──────── Data to examine ────────

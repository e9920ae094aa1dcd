//! Configuration module

mod site;

pub use site::FeedConfig;
pub use site::SiteConfig;
//! Front-matter parsing

use anyhow::{anyhow, Result};
use serde::de::{self, Visitor};
use serde::{Deserialize, Deserializer, Serialize};
use std::collections::HashMap;
use std::fmt;

/// Accepts any YAML/JSON scalar and keeps its textual form
///
/// `title: 2024` or `duration: 5` should not reject the whole block just
/// because the value is not quoted.
fn scalar_string<'de, D>(deserializer: D) -> Result<Option<String>, D::Error>
where
    D: Deserializer<'de>,
{
    deserializer.deserialize_any(ScalarString { drop_falsy: false })
}

/// Like `scalar_string`, but falsy scalars (`false`, `0`, `NaN`, `""`) read
/// as absent
///
/// A post is listed when its `date` is truthy, so `date: false` marks a draft
/// rather than an unparseable date.
fn truthy_string<'de, D>(deserializer: D) -> Result<Option<String>, D::Error>
where
    D: Deserializer<'de>,
{
    deserializer.deserialize_any(ScalarString { drop_falsy: true })
}

struct ScalarString {
    drop_falsy: bool,
}

impl ScalarString {
    fn keep(&self, falsy: bool, text: impl FnOnce() -> String) -> Option<String> {
        if self.drop_falsy && falsy {
            None
        } else {
            Some(text())
        }
    }
}

impl<'de> Visitor<'de> for ScalarString {
    type Value = Option<String>;

    fn expecting(&self, formatter: &mut fmt::Formatter) -> fmt::Result {
        formatter.write_str("a string, number, or boolean")
    }

    fn visit_str<E>(self, value: &str) -> Result<Self::Value, E>
    where
        E: de::Error,
    {
        Ok(self.keep(value.is_empty(), || value.to_string()))
    }

    fn visit_string<E>(self, value: String) -> Result<Self::Value, E>
    where
        E: de::Error,
    {
        let falsy = value.is_empty();
        Ok(self.keep(falsy, || value))
    }

    fn visit_bool<E>(self, value: bool) -> Result<Self::Value, E>
    where
        E: de::Error,
    {
        Ok(self.keep(!value, || value.to_string()))
    }

    fn visit_i64<E>(self, value: i64) -> Result<Self::Value, E>
    where
        E: de::Error,
    {
        Ok(self.keep(value == 0, || value.to_string()))
    }

    fn visit_u64<E>(self, value: u64) -> Result<Self::Value, E>
    where
        E: de::Error,
    {
        Ok(self.keep(value == 0, || value.to_string()))
    }

    fn visit_f64<E>(self, value: f64) -> Result<Self::Value, E>
    where
        E: de::Error,
    {
        Ok(self.keep(value == 0.0 || value.is_nan(), || value.to_string()))
    }

    fn visit_none<E>(self) -> Result<Self::Value, E>
    where
        E: de::Error,
    {
        Ok(None)
    }

    fn visit_unit<E>(self) -> Result<Self::Value, E>
    where
        E: de::Error,
    {
        Ok(None)
    }
}

/// Front-matter data from a content document
#[derive(Debug, Clone, Default, PartialEq, Serialize, Deserialize)]
#[serde(default)]
pub struct FrontMatter {
    #[serde(deserialize_with = "scalar_string", skip_serializing_if = "Option::is_none")]
    pub title: Option<String>,
    /// Publication date as written; falsy values are dropped on read
    #[serde(deserialize_with = "truthy_string", skip_serializing_if = "Option::is_none")]
    pub date: Option<String>,
    #[serde(deserialize_with = "scalar_string", skip_serializing_if = "Option::is_none")]
    pub description: Option<String>,
    /// Reading time written by hand, e.g. `8 min`
    #[serde(deserialize_with = "scalar_string", skip_serializing_if = "Option::is_none")]
    pub duration: Option<String>,

    /// Additional custom fields
    #[serde(flatten)]
    pub extra: HashMap<String, serde_yaml::Value>,
}

impl FrontMatter {
    /// Parse front-matter from content string
    /// Returns (front_matter, remaining_content)
    pub fn parse(content: &str) -> Result<(Self, &str)> {
        let content = content.trim_start();

        if content.starts_with("---") {
            return Self::parse_yaml(content);
        }

        if content.starts_with(";;;") || content.starts_with('{') {
            return Self::parse_json(content);
        }

        Ok((FrontMatter::default(), content))
    }

    fn parse_yaml(content: &str) -> Result<(Self, &str)> {
        let rest = &content[3..];
        let rest = rest.trim_start_matches(['\n', '\r']);

        let Some(end_pos) = rest.find("\n---") else {
            // Unclosed block, treat the whole file as content
            return Ok((FrontMatter::default(), content));
        };

        let yaml_content = &rest[..end_pos];
        let remaining = &rest[end_pos + 4..];
        let remaining = remaining.trim_start_matches(['\n', '\r']);

        if yaml_content.trim().is_empty() {
            return Ok((FrontMatter::default(), remaining));
        }

        // A `---` thematic break around prose is not front-matter
        if !yaml_content.lines().any(looks_like_yaml_key) {
            return Ok((FrontMatter::default(), content));
        }

        match serde_yaml::from_str::<FrontMatter>(yaml_content) {
            Ok(fm) => Ok((fm, remaining)),
            Err(e) => {
                tracing::warn!(
                    "Failed to parse YAML front-matter, treating as content: {}",
                    e
                );
                Ok((FrontMatter::default(), content))
            }
        }
    }

    fn parse_json(content: &str) -> Result<(Self, &str)> {
        if let Some(rest) = content.strip_prefix(";;;") {
            if let Some(end_pos) = rest.find(";;;") {
                let json_content = rest[..end_pos].trim();
                let remaining = rest[end_pos + 3..].trim_start_matches(['\n', '\r']);
                // `;;;` blocks may omit the surrounding braces
                let fm: FrontMatter = if json_content.starts_with('{') {
                    serde_json::from_str(json_content)
                } else {
                    serde_json::from_str(&format!("{{{}}}", json_content))
                }
                .map_err(|e| anyhow!("Failed to parse JSON front-matter: {}", e))?;
                return Ok((fm, remaining));
            }
        }

        if content.starts_with('{') {
            if let Some(end_pos) = matching_brace(content) {
                let json_content = &content[..end_pos];
                let remaining = content[end_pos..].trim_start_matches(['\n', '\r']);

                let fm: FrontMatter = serde_json::from_str(json_content)
                    .map_err(|e| anyhow!("Failed to parse JSON front-matter: {}", e))?;

                return Ok((fm, remaining));
            }
        }

        Err(anyhow!("Invalid JSON front-matter"))
    }

    /// Whether the document carries a truthy `date` field
    ///
    /// Any non-empty string counts, including whitespace and values that do
    /// not parse as a date.
    pub fn has_date(&self) -> bool {
        self.date.as_deref().is_some_and(|d| !d.is_empty())
    }

    /// Title, or an empty string when absent
    pub fn title_or_default(&self) -> &str {
        self.title.as_deref().unwrap_or_default()
    }
}

/// A `key: value` or `key:` line with a simple identifier key
fn looks_like_yaml_key(line: &str) -> bool {
    let trimmed = line.trim();
    if trimmed.is_empty() || trimmed.starts_with('#') {
        return false;
    }
    let Some(colon_pos) = trimmed.find(':') else {
        return false;
    };
    let key = &trimmed[..colon_pos];
    let is_valid_key = !key.is_empty()
        && key
            .chars()
            .all(|c| c.is_ascii_alphanumeric() || c == '_' || c == '-')
        && !matches!(key, "http" | "https" | "ftp");
    let after_colon = &trimmed[colon_pos + 1..];
    is_valid_key && (after_colon.is_empty() || after_colon.starts_with(' '))
}

/// Byte offset just past the brace closing the object that opens `content`
fn matching_brace(content: &str) -> Option<usize> {
    let mut depth = 0usize;
    let mut in_string = false;
    let mut escaped = false;
    for (i, c) in content.char_indices() {
        if in_string {
            match c {
                _ if escaped => escaped = false,
                '\\' => escaped = true,
                '"' => in_string = false,
                _ => {}
            }
            continue;
        }
        match c {
            '"' => in_string = true,
            '{' => depth += 1,
            '}' => {
                depth = depth.checked_sub(1)?;
                if depth == 0 {
                    return Some(i + 1);
                }
            }
            _ => {}
        }
    }
    None
}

────────

=== Brief ===
Repeat, word for word, the lines from the start of the records to the line that contains "is not quoted.", both of them included, and no others.

=== Worked solution ===
repository e9920ae094aa1dcd
//! Configuration module

mod site;

pub use site::FeedConfig;
pub use site::SiteConfig;
//! Front-matter parsing

use anyhow::{anyhow, Result};
use serde::de::{self, Visitor};
use serde::{Deserialize, Deserializer, Serialize};
use std::collections::HashMap;
use std::fmt;

/// Accepts any YAML/JSON scalar and keeps its textual form
///
/// `title: 2024` or `duration: 5` should not reject the whole block just
/// because the value is not quoted.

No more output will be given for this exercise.